* Source material:

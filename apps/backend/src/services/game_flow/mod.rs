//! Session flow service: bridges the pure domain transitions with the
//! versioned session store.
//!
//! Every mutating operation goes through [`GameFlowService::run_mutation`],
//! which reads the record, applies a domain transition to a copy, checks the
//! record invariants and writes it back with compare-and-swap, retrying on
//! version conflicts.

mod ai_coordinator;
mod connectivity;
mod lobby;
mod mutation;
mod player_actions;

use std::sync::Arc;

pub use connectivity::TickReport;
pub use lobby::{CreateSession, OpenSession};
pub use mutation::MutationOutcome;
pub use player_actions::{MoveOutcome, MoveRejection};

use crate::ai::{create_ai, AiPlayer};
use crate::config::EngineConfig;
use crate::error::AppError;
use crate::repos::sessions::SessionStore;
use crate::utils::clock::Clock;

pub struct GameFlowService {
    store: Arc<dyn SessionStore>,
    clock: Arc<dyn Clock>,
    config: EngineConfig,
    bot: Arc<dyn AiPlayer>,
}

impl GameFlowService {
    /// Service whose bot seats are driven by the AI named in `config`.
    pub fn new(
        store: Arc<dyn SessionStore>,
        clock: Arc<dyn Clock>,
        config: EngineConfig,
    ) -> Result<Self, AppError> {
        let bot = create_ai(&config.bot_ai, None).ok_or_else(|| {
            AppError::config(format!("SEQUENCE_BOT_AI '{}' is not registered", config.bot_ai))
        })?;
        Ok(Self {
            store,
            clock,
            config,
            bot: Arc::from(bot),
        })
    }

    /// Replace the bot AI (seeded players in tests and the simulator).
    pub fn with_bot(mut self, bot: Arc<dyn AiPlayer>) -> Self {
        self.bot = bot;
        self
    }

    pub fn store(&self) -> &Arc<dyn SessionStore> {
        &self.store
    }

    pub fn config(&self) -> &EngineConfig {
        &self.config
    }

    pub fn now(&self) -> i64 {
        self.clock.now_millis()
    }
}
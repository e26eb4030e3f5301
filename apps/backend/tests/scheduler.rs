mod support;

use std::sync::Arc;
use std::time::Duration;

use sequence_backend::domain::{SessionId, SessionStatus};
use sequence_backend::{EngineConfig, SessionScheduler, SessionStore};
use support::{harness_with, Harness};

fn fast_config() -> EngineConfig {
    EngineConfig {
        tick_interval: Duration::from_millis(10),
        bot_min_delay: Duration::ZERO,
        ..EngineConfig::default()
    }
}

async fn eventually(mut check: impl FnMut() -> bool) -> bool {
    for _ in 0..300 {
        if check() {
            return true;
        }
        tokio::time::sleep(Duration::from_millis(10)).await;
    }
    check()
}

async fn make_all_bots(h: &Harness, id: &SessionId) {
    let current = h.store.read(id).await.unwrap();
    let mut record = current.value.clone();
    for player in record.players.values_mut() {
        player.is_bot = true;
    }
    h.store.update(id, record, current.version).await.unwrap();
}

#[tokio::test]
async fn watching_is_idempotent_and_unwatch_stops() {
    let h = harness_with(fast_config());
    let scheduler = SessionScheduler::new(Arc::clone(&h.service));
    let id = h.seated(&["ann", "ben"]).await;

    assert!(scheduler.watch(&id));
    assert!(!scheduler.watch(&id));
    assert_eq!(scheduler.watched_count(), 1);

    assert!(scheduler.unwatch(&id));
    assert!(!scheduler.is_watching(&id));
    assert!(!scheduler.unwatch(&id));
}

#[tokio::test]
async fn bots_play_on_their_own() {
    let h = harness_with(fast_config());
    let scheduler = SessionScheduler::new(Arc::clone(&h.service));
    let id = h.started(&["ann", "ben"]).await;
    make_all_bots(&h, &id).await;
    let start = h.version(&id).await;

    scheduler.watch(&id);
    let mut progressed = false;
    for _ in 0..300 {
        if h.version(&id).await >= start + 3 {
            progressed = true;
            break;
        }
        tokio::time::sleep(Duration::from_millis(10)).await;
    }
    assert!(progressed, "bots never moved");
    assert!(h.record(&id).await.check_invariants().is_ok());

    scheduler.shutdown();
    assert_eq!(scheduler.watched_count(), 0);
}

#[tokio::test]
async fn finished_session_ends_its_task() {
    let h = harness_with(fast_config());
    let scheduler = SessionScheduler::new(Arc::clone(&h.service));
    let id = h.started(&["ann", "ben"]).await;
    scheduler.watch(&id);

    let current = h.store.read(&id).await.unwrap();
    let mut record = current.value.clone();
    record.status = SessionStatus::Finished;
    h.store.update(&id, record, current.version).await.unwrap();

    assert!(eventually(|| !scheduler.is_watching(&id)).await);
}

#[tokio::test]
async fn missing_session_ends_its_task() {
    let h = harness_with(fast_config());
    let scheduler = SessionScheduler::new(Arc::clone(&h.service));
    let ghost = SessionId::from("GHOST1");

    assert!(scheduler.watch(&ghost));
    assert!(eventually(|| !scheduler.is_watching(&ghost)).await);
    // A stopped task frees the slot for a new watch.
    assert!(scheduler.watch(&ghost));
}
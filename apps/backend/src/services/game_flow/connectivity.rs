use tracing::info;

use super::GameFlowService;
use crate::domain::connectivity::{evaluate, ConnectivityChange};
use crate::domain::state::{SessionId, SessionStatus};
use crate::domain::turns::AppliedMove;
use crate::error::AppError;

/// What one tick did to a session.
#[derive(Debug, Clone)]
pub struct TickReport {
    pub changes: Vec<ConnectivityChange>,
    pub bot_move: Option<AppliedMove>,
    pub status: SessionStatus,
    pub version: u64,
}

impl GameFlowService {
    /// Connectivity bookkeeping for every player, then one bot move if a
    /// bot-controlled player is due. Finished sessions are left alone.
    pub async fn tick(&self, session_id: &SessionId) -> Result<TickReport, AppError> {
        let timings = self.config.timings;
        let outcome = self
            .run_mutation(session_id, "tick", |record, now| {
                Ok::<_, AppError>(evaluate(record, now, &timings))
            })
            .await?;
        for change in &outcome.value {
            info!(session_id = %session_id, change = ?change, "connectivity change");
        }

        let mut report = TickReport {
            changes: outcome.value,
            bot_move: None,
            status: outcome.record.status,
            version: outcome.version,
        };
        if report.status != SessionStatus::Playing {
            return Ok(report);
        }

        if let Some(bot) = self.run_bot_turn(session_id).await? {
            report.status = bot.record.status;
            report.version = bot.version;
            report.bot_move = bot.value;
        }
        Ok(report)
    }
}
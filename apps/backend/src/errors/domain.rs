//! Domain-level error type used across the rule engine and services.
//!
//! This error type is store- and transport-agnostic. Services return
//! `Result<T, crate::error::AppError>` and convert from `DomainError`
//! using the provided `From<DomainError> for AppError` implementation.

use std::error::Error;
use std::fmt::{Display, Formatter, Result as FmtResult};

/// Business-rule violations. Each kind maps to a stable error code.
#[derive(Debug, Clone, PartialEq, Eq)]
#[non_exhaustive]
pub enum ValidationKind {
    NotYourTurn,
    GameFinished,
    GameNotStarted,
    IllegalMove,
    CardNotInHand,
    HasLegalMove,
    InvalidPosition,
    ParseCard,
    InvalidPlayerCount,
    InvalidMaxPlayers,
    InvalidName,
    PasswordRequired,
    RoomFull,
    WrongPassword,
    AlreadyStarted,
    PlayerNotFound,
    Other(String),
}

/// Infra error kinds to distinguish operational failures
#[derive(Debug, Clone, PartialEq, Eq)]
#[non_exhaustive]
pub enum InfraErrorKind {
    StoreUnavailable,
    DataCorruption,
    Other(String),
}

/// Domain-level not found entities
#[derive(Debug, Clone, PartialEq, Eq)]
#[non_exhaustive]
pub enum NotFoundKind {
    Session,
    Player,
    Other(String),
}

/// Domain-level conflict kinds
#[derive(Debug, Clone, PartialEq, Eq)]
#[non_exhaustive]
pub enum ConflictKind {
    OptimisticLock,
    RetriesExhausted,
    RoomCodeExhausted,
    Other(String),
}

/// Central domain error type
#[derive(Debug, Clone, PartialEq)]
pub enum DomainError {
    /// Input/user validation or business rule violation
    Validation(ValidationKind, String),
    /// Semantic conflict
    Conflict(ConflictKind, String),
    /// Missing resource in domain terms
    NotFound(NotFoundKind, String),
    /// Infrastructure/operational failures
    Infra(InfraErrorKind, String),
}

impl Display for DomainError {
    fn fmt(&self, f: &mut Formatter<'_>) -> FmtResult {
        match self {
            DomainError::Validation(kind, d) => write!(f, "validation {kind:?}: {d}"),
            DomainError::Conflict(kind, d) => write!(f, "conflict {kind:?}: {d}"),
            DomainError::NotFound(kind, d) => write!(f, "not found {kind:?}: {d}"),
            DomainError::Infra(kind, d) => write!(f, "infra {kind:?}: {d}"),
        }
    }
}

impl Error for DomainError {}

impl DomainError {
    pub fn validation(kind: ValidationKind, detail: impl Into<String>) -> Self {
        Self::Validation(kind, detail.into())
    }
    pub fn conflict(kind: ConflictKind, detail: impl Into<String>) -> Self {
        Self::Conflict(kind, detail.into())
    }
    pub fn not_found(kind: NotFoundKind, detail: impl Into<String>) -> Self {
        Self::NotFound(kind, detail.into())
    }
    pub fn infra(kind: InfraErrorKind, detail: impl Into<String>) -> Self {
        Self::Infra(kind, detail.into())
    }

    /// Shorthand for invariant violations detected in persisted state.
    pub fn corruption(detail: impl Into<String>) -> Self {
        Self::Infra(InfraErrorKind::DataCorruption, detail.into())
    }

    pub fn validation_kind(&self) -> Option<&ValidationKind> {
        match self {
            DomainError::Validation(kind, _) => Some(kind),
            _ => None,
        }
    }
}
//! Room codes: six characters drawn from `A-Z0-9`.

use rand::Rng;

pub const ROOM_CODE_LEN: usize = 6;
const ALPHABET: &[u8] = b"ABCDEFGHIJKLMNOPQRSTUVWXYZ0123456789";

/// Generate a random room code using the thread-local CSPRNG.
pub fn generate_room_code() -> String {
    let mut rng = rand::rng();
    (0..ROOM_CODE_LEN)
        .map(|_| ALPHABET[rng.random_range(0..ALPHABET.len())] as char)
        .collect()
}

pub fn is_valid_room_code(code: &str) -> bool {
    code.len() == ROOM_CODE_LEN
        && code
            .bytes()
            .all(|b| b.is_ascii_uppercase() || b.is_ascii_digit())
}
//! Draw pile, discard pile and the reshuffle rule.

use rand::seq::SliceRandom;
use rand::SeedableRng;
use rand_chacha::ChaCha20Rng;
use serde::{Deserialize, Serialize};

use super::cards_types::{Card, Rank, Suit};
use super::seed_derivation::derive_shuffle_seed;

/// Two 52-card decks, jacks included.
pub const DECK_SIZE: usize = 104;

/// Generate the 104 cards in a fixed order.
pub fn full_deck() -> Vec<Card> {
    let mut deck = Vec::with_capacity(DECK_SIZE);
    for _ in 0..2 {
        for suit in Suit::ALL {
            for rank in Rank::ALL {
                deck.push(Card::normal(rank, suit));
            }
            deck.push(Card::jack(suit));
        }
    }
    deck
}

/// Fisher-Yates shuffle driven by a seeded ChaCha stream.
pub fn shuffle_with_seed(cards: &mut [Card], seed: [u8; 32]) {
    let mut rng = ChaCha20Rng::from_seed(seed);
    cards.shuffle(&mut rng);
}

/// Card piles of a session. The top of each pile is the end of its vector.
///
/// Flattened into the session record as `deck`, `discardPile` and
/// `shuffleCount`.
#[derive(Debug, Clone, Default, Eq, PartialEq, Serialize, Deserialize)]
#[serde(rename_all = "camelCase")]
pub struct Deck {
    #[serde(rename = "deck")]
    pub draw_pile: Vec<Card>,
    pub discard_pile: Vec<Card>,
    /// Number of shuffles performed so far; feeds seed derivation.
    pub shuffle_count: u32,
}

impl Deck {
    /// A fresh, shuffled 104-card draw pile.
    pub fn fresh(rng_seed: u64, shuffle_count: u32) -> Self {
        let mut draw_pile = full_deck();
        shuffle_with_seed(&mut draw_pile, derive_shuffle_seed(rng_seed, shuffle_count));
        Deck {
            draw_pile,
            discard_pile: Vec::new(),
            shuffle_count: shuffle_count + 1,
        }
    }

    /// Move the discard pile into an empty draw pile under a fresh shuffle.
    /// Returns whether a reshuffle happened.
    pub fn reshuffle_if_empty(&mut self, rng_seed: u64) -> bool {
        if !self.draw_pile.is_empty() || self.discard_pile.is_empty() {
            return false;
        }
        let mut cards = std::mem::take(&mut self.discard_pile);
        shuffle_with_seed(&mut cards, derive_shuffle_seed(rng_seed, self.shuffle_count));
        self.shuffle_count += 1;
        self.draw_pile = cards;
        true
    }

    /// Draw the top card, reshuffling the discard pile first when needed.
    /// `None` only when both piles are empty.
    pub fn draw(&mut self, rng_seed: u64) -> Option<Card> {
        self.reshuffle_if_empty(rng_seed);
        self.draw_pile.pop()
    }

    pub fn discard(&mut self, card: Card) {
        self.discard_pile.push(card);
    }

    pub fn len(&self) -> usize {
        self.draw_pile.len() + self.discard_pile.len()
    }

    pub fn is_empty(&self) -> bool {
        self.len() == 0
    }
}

* Instructions to follow:
Tally the lines in the listing that hold the string "evaluate"; your reply is that total alone.

* The answer:
2